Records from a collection
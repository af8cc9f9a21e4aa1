//! Shared fixtures for grove-coordination integration tests.

#![allow(dead_code)]

use std::sync::Arc;
use std::sync::Once;

use grove_coordination::ConnectionPool;
use grove_coordination::CoordinationEvents;
use grove_coordination::LockConfig;
use grove_coordination::LockManager;
use grove_coordination::PoolConfig;
use grove_kv::InMemoryStore;

static TRACING: Once = Once::new();

/// Install a test subscriber honoring `RUST_LOG`. Safe to call from every test.
pub fn init_tracing() {
    TRACING.call_once(|| {
        let _ = tracing_subscriber::fmt()
            .with_env_filter(tracing_subscriber::EnvFilter::from_default_env())
            .with_test_writer()
            .try_init();
    });
}

pub fn pool(store: &Arc<InMemoryStore>, pool_size: u32) -> ConnectionPool {
    ConnectionPool::new(store.clone(), PoolConfig {
        pool_size,
        ..PoolConfig::default()
    })
    .expect("valid pool config")
}

/// A lock manager with its own instance id, as a separate process would have.
pub fn manager(store: &Arc<InMemoryStore>, instance_id: &str, config: LockConfig) -> LockManager {
    LockManager::with_instance_id(pool(store, 4), config, instance_id).expect("valid lock config")
}

pub fn manager_with_events(store: &Arc<InMemoryStore>, instance_id: &str, events: CoordinationEvents) -> LockManager {
    manager(store, instance_id, LockConfig::default()).with_events(events)
}
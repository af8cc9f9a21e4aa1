//! Default values and fixed bounds for coordination primitives.
//!
//! Every default here is also the default of the matching configuration
//! field, so a zero-config deployment behaves exactly as documented below.

// ============================================================================
// Distributed lock
// ============================================================================

/// Default lock time-to-live (30 seconds).
pub const DEFAULT_LOCK_TTL_MS: u64 = 30_000;

/// Fixed delay between lock acquisition attempts.
pub const DEFAULT_LOCK_RETRY_DELAY_MS: u64 = 100;

/// Retries after the first acquisition attempt.
pub const DEFAULT_LOCK_MAX_RETRIES: u32 = 10;

/// Upper bound on the total time spent acquiring a lock.
pub const DEFAULT_LOCK_WAIT_TIMEOUT_MS: u64 = 10_000;

/// Store key prefix for lock records.
pub const LOCK_KEY_PREFIX: &str = "lock:";

// ============================================================================
// Connection pool
// ============================================================================

/// Default number of connections held by a pool.
pub const DEFAULT_POOL_SIZE: u32 = 10;

/// Hard upper bound on pool size.
pub const MAX_POOL_SIZE: u32 = 1_024;

/// Timeout for opening one connection.
pub const DEFAULT_CONNECT_TIMEOUT_MS: u64 = 5_000;

/// Connections unused for longer than this are evicted.
pub const DEFAULT_IDLE_TIMEOUT_MS: u64 = 60_000;

/// Maximum time a caller waits in the pool queue.
pub const DEFAULT_MAX_WAIT_MS: u64 = 5_000;

/// Connect attempts before giving up on creating a connection.
pub const DEFAULT_CONNECT_RETRY_ATTEMPTS: u32 = 3;

pub const DEFAULT_CONNECT_RETRY_DELAY_MS: u64 = 100;

/// A connection whose error count exceeds this is evicted on release.
pub const DEFAULT_MAX_CONNECTION_ERRORS: u32 = 3;

// ============================================================================
// Service registry and discovery
// ============================================================================

/// Interval between heartbeats sent by a [`HeartbeatHandle`](crate::HeartbeatHandle).
pub const DEFAULT_HEARTBEAT_INTERVAL_MS: u64 = 10_000;

/// A service record without a heartbeat for this long is stale.
pub const DEFAULT_SERVICE_TTL_MS: u64 = 30_000;

/// Lifetime of a cached discovery result.
pub const DEFAULT_DISCOVERY_CACHE_TTL_MS: u64 = 5_000;

/// Store key prefix for service instance records.
pub const SERVICE_INSTANCE_PREFIX: &str = "service:instance:";

/// Store key prefix for per-name membership sets.
pub const SERVICE_MEMBERS_PREFIX: &str = "service:members:";

// ============================================================================
// Events
// ============================================================================

/// Capacity of the coordination event channel. Lagging subscribers lose events.
pub const EVENT_BUFFER_SIZE: usize = 256;

const _: () = assert!(DEFAULT_POOL_SIZE > 0);
const _: () = assert!(DEFAULT_POOL_SIZE <= MAX_POOL_SIZE);
const _: () = assert!(DEFAULT_LOCK_RETRY_DELAY_MS < DEFAULT_LOCK_WAIT_TIMEOUT_MS);
const _: () = assert!(DEFAULT_HEARTBEAT_INTERVAL_MS < DEFAULT_SERVICE_TTL_MS);
const _: () = assert!(DEFAULT_DISCOVERY_CACHE_TTL_MS < DEFAULT_SERVICE_TTL_MS);
const _: () = assert!(EVENT_BUFFER_SIZE > 0);
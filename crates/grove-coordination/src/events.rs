//! Coordination lifecycle events.
//!
//! Pools, lock managers, and registries can be given a [`CoordinationEvents`]
//! sink. Consumers call [`CoordinationEvents::subscribe`] with the kind of
//! event they care about and receive a stream of matching events.
//!
//! ```text
//! ConnectionPool / LockManager / ServiceRegistry
//!        |
//!        v
//! CoordinationEvents (broadcast::Sender)
//!        |
//!        v
//! subscribe(kind) -> Stream<CoordinationEvent>
//! ```
//!
//! The channel is bounded by [`EVENT_BUFFER_SIZE`]. Sends never block; a
//! subscriber that falls behind skips the events it missed.

use futures::StreamExt;
use futures::stream::BoxStream;
use serde::Deserialize;
use serde::Serialize;
use tokio::sync::broadcast;
use tokio_stream::wrappers::BroadcastStream;
use tokio_stream::wrappers::errors::BroadcastStreamRecvError;
use tracing::debug;

use crate::constants::EVENT_BUFFER_SIZE;
use crate::types::now_unix_ms;

/// Kinds of coordination events.
#[derive(Debug, Clone, Copy, PartialEq, Eq, Hash, Serialize, Deserialize)]
#[serde(rename_all = "snake_case")]
pub enum EventKind {
    LockAcquired,
    LockReleased,
    LockExtended,
    /// An acquisition gave up because another owner held the lock.
    LockContended,
    ConnectionEvicted,
    ServiceRegistered,
    ServiceDeregistered,
}

/// Why a pooled connection was evicted.
#[derive(Debug, Clone, Copy, PartialEq, Eq, Serialize, Deserialize)]
#[serde(rename_all = "snake_case")]
pub enum EvictionReason {
    /// Error count exceeded the configured threshold.
    Errors,
    /// Unused for longer than the idle timeout.
    Idle,
}

/// Payload of a coordination event.
#[derive(Debug, Clone, PartialEq, Eq, Serialize, Deserialize)]
#[serde(tag = "type", rename_all = "snake_case")]
pub enum EventPayload {
    LockAcquired { key: String },
    LockReleased { key: String },
    LockExtended { key: String, ttl_ms: u64 },
    LockContended { key: String, attempts: u32 },
    ConnectionEvicted { connection_id: u64, reason: EvictionReason },
    ServiceRegistered { name: String, instance_id: String },
    ServiceDeregistered { name: String, instance_id: String },
}

/// A coordination event with its emission time.
#[derive(Debug, Clone, PartialEq, Eq, Serialize, Deserialize)]
pub struct CoordinationEvent {
    pub payload: EventPayload,
    /// Wall-clock emission time (Unix ms).
    pub timestamp_ms: u64,
}

impl CoordinationEvent {
    pub fn new(payload: EventPayload) -> Self {
        Self {
            payload,
            timestamp_ms: now_unix_ms(),
        }
    }

    pub fn kind(&self) -> EventKind {
        match self.payload {
            EventPayload::LockAcquired { .. } => EventKind::LockAcquired,
            EventPayload::LockReleased { .. } => EventKind::LockReleased,
            EventPayload::LockExtended { .. } => EventKind::LockExtended,
            EventPayload::LockContended { .. } => EventKind::LockContended,
            EventPayload::ConnectionEvicted { .. } => EventKind::ConnectionEvicted,
            EventPayload::ServiceRegistered { .. } => EventKind::ServiceRegistered,
            EventPayload::ServiceDeregistered { .. } => EventKind::ServiceDeregistered,
        }
    }
}

/// Broadcaster for coordination events.
///
/// Cloning yields another handle to the same channel.
#[derive(Clone)]
pub struct CoordinationEvents {
    sender: broadcast::Sender<CoordinationEvent>,
}

impl Default for CoordinationEvents {
    fn default() -> Self {
        Self::new()
    }
}

impl CoordinationEvents {
    /// Create a broadcaster with [`EVENT_BUFFER_SIZE`] capacity.
    pub fn new() -> Self {
        Self::with_capacity(EVENT_BUFFER_SIZE)
    }

    /// Create a broadcaster with a custom buffer capacity (minimum 1).
    pub fn with_capacity(capacity: usize) -> Self {
        let (sender, _) = broadcast::channel(capacity.max(1));
        Self { sender }
    }

    /// Subscribe to events of one kind.
    ///
    /// Only events emitted after this call are delivered.
    pub fn subscribe(&self, kind: EventKind) -> BoxStream<'static, CoordinationEvent> {
        self.stream()
            .filter(move |event| futures::future::ready(event.kind() == kind))
            .boxed()
    }

    /// Subscribe to every event.
    pub fn subscribe_all(&self) -> BoxStream<'static, CoordinationEvent> {
        self.stream().boxed()
    }

    /// Number of active subscribers.
    pub fn receiver_count(&self) -> usize {
        self.sender.receiver_count()
    }

    /// Emit an event to all subscribers.
    pub fn emit(&self, payload: EventPayload) {
        // Non-blocking: having no subscribers is normal.
        match self.sender.send(CoordinationEvent::new(payload)) {
            Ok(count) => debug!(receivers = count, "coordination event sent"),
            Err(_) => debug!("coordination event dropped (no receivers)"),
        }
    }

    fn stream(&self) -> impl futures::Stream<Item = CoordinationEvent> + Send + 'static {
        BroadcastStream::new(self.sender.subscribe()).filter_map(|item| {
            futures::future::ready(match item {
                Ok(event) => Some(event),
                Err(BroadcastStreamRecvError::Lagged(skipped)) => {
                    debug!(skipped, "coordination event subscriber lagged");
                    None
                }
            })
        })
    }
}

/// Emit to an optional sink.
pub(crate) fn emit(events: Option<&CoordinationEvents>, payload: EventPayload) {
    if let Some(events) = events {
        events.emit(payload);
    }
}

#[cfg(test)]
mod tests {
    use super::*;

    #[tokio::test]
    async fn subscribe_filters_by_kind() {
        let events = CoordinationEvents::new();
        let mut released = events.subscribe(EventKind::LockReleased);

        events.emit(EventPayload::LockAcquired { key: "a".into() });
        events.emit(EventPayload::LockReleased { key: "a".into() });

        let event = released.next().await.unwrap();
        assert_eq!(event.kind(), EventKind::LockReleased);
        assert_eq!(event.payload, EventPayload::LockReleased { key: "a".into() });
    }

    #[tokio::test]
    async fn lagged_subscriber_skips_missed_events() {
        let events = CoordinationEvents::with_capacity(2);
        let mut all = events.subscribe_all();

        for i in 0..5u32 {
            events.emit(EventPayload::LockContended {
                key: "k".into(),
                attempts: i,
            });
        }

        let first = all.next().await.unwrap();
        assert_eq!(first.payload, EventPayload::LockContended {
            key: "k".into(),
            attempts: 3
        });
    }

    #[test]
    fn payload_serializes_with_type_tag() {
        let event = CoordinationEvent {
            payload: EventPayload::ConnectionEvicted {
                connection_id: 7,
                reason: EvictionReason::Idle,
            },
            timestamp_ms: 1_000,
        };
        let json = serde_json::to_value(&event).unwrap();
        assert_eq!(json["payload"]["type"], "connection_evicted");
        assert_eq!(json["payload"]["reason"], "idle");
        let back: CoordinationEvent = serde_json::from_value(json).unwrap();
        assert_eq!(back, event);
    }

    #[test]
    fn emit_without_subscribers_is_harmless() {
        let events = CoordinationEvents::new();
        assert_eq!(events.receiver_count(), 0);
        events.emit(EventPayload::ServiceRegistered {
            name: "gateway".into(),
            instance_id: "i-1".into(),
        });
    }
}
//! Redis backend.
//!
//! Each [`RedisConnection`] owns one multiplexed connection. The conditional
//! commands that have no native Redis form run as Lua scripts so that the
//! compare and the mutation happen in one atomic step on the server.

use std::collections::BTreeMap;
use std::time::Duration;

use async_trait::async_trait;
use redis::Client;
use redis::aio::MultiplexedConnection;
use tracing::debug;
use tracing::info;

use crate::command::Command;
use crate::command::KeyTtl;
use crate::command::Reply;
use crate::connection::ConnectionFactory;
use crate::connection::StoreConnection;
use crate::error::StoreError;

const COMPARE_AND_DELETE_SCRIPT: &str = r#"
if redis.call("GET", KEYS[1]) == ARGV[1] then
    return redis.call("DEL", KEYS[1])
else
    return 0
end
"#;

const COMPARE_AND_EXPIRE_SCRIPT: &str = r#"
if redis.call("GET", KEYS[1]) == ARGV[1] then
    return redis.call("PEXPIRE", KEYS[1], ARGV[2])
else
    return 0
end
"#;

const HASH_SET_IF_EXISTS_SCRIPT: &str = r#"
if redis.call("EXISTS", KEYS[1]) == 1 then
    redis.call("HSET", KEYS[1], unpack(ARGV))
    return 1
else
    return 0
end
"#;

/// Keys fetched per SCAN round trip.
const SCAN_BATCH: usize = 100;

/// Opens connections to a Redis server.
pub struct RedisConnectionFactory {
    client: Client,
    url: String,
    command_timeout: Duration,
}

impl RedisConnectionFactory {
    /// Create a factory for `url` (e.g. `redis://127.0.0.1:6379`).
    ///
    /// Only parses the URL; no connection is made until
    /// [`connect`](ConnectionFactory::connect) is called.
    pub fn new(url: &str, command_timeout: Duration) -> Result<Self, StoreError> {
        let client = Client::open(url).map_err(|e| StoreError::ConnectionFailed {
            reason: format!("invalid redis url: {e}"),
        })?;
        info!(url, "redis connection factory created");
        Ok(Self {
            client,
            url: url.to_string(),
            command_timeout,
        })
    }
}

#[async_trait]
impl ConnectionFactory for RedisConnectionFactory {
    async fn connect(&self) -> Result<Box<dyn StoreConnection>, StoreError> {
        let conn = self
            .client
            .get_multiplexed_async_connection()
            .await
            .map_err(|e| StoreError::ConnectionFailed {
                reason: format!("failed to connect to redis at {}: {e}", self.url),
            })?;
        debug!(url = %self.url, "redis connection opened");
        Ok(Box::new(RedisConnection {
            conn: Some(conn),
            command_timeout: self.command_timeout,
        }))
    }

    fn describe(&self) -> String {
        self.url.clone()
    }
}

/// A single connection to Redis.
pub struct RedisConnection {
    conn: Option<MultiplexedConnection>,
    command_timeout: Duration,
}

#[async_trait]
impl StoreConnection for RedisConnection {
    async fn execute(&mut self, command: Command) -> Result<Reply, StoreError> {
        let timeout = self.command_timeout;
        let conn = self.conn.as_mut().ok_or(StoreError::Closed)?;
        match tokio::time::timeout(timeout, run(conn, &command)).await {
            Ok(result) => result,
            Err(_) => Err(StoreError::Timeout {
                duration_ms: u64::try_from(timeout.as_millis()).unwrap_or(u64::MAX),
            }),
        }
    }

    async fn close(&mut self) -> Result<(), StoreError> {
        self.conn = None;
        Ok(())
    }
}

async fn run(conn: &mut MultiplexedConnection, command: &Command) -> Result<Reply, StoreError> {
    let map_err = |e: redis::RedisError| map_redis_error(command, e);
    match command {
        Command::SetIfAbsent { key, value, ttl_ms } => {
            let set: Option<String> = redis::cmd("SET")
                .arg(key)
                .arg(value)
                .arg("NX")
                .arg("PX")
                .arg(*ttl_ms)
                .query_async(conn)
                .await
                .map_err(map_err)?;
            Ok(Reply::Bool(set.is_some()))
        }
        Command::CompareAndDelete { key, expected } => {
            let deleted: i64 = redis::cmd("EVAL")
                .arg(COMPARE_AND_DELETE_SCRIPT)
                .arg(1)
                .arg(key)
                .arg(expected)
                .query_async(conn)
                .await
                .map_err(map_err)?;
            Ok(Reply::Bool(deleted == 1))
        }
        Command::CompareAndExpire { key, expected, ttl_ms } => {
            let updated: i64 = redis::cmd("EVAL")
                .arg(COMPARE_AND_EXPIRE_SCRIPT)
                .arg(1)
                .arg(key)
                .arg(expected)
                .arg(*ttl_ms)
                .query_async(conn)
                .await
                .map_err(map_err)?;
            Ok(Reply::Bool(updated == 1))
        }
        Command::Get { key } => {
            let value: Option<String> = redis::cmd("GET").arg(key).query_async(conn).await.map_err(map_err)?;
            Ok(Reply::Value(value))
        }
        Command::Delete { key } => {
            let removed: i64 = redis::cmd("DEL").arg(key).query_async(conn).await.map_err(map_err)?;
            Ok(Reply::Bool(removed > 0))
        }
        Command::Exists { key } => {
            let count: i64 = redis::cmd("EXISTS").arg(key).query_async(conn).await.map_err(map_err)?;
            Ok(Reply::Bool(count > 0))
        }
        Command::Ttl { key } => {
            let pttl: i64 = redis::cmd("PTTL").arg(key).query_async(conn).await.map_err(map_err)?;
            Ok(Reply::Ttl(ttl_from_pttl(pttl)))
        }
        Command::HashSet { key, fields } => {
            let mut cmd = redis::cmd("HSET");
            cmd.arg(key);
            for (field, value) in fields {
                cmd.arg(field).arg(value);
            }
            let _: i64 = cmd.query_async(conn).await.map_err(map_err)?;
            Ok(Reply::Ok)
        }
        Command::HashSetIfExists { key, fields } => {
            let mut cmd = redis::cmd("EVAL");
            cmd.arg(HASH_SET_IF_EXISTS_SCRIPT).arg(1).arg(key);
            for (field, value) in fields {
                cmd.arg(field).arg(value);
            }
            let updated: i64 = cmd.query_async(conn).await.map_err(map_err)?;
            Ok(Reply::Bool(updated == 1))
        }
        Command::HashGetAll { key } => {
            let fields: BTreeMap<String, String> =
                redis::cmd("HGETALL").arg(key).query_async(conn).await.map_err(map_err)?;
            Ok(Reply::Hash(fields))
        }
        Command::SetAdd { key, member } => {
            let added: i64 = redis::cmd("SADD").arg(key).arg(member).query_async(conn).await.map_err(map_err)?;
            Ok(Reply::Bool(added > 0))
        }
        Command::SetRemove { key, member } => {
            let removed: i64 = redis::cmd("SREM").arg(key).arg(member).query_async(conn).await.map_err(map_err)?;
            Ok(Reply::Bool(removed > 0))
        }
        Command::SetMembers { key } => {
            let mut members: Vec<String> =
                redis::cmd("SMEMBERS").arg(key).query_async(conn).await.map_err(map_err)?;
            members.sort();
            Ok(Reply::Members(members))
        }
        Command::ScanPrefix { prefix } => {
            let pattern = format!("{}*", escape_glob(prefix));
            let mut cursor: u64 = 0;
            let mut keys = Vec::new();
            loop {
                let (next, batch): (u64, Vec<String>) = redis::cmd("SCAN")
                    .arg(cursor)
                    .arg("MATCH")
                    .arg(&pattern)
                    .arg("COUNT")
                    .arg(SCAN_BATCH)
                    .query_async(conn)
                    .await
                    .map_err(map_err)?;
                keys.extend(batch);
                if next == 0 {
                    break;
                }
                cursor = next;
            }
            // SCAN may return duplicates across iterations.
            keys.sort();
            keys.dedup();
            Ok(Reply::Keys(keys))
        }
        Command::Ping => {
            let _: String = redis::cmd("PING").query_async(conn).await.map_err(map_err)?;
            Ok(Reply::Pong)
        }
    }
}

fn map_redis_error(command: &Command, e: redis::RedisError) -> StoreError {
    if e.is_io_error() || e.is_connection_dropped() || e.is_connection_refusal() {
        return StoreError::ConnectionFailed { reason: e.to_string() };
    }
    let message = e.to_string();
    if message.contains("WRONGTYPE") {
        return StoreError::WrongType {
            key: command.key().unwrap_or_default().to_string(),
            command: command.name().to_string(),
        };
    }
    StoreError::CommandFailed {
        command: command.name().to_string(),
        reason: message,
    }
}

/// Map a PTTL reply onto [`KeyTtl`]: -2 means missing, -1 means no expiry.
fn ttl_from_pttl(pttl: i64) -> KeyTtl {
    match pttl {
        -1 => KeyTtl::Persistent,
        ms if ms >= 0 => KeyTtl::Expires(ms.unsigned_abs()),
        _ => KeyTtl::Missing,
    }
}

/// Escape glob metacharacters so `prefix` matches literally in SCAN MATCH.
fn escape_glob(prefix: &str) -> String {
    let mut escaped = String::with_capacity(prefix.len());
    for c in prefix.chars() {
        if matches!(c, '*' | '?' | '[' | ']' | '\\') {
            escaped.push('\\');
        }
        escaped.push(c);
    }
    escaped
}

**ACTIVITY**
If a line in the records above includes the string "RedisConnectionFactory", copy it.

**EXPECTED ANSWER**
pub struct RedisConnectionFactory {
impl RedisConnectionFactory {
impl ConnectionFactory for RedisConnectionFactory {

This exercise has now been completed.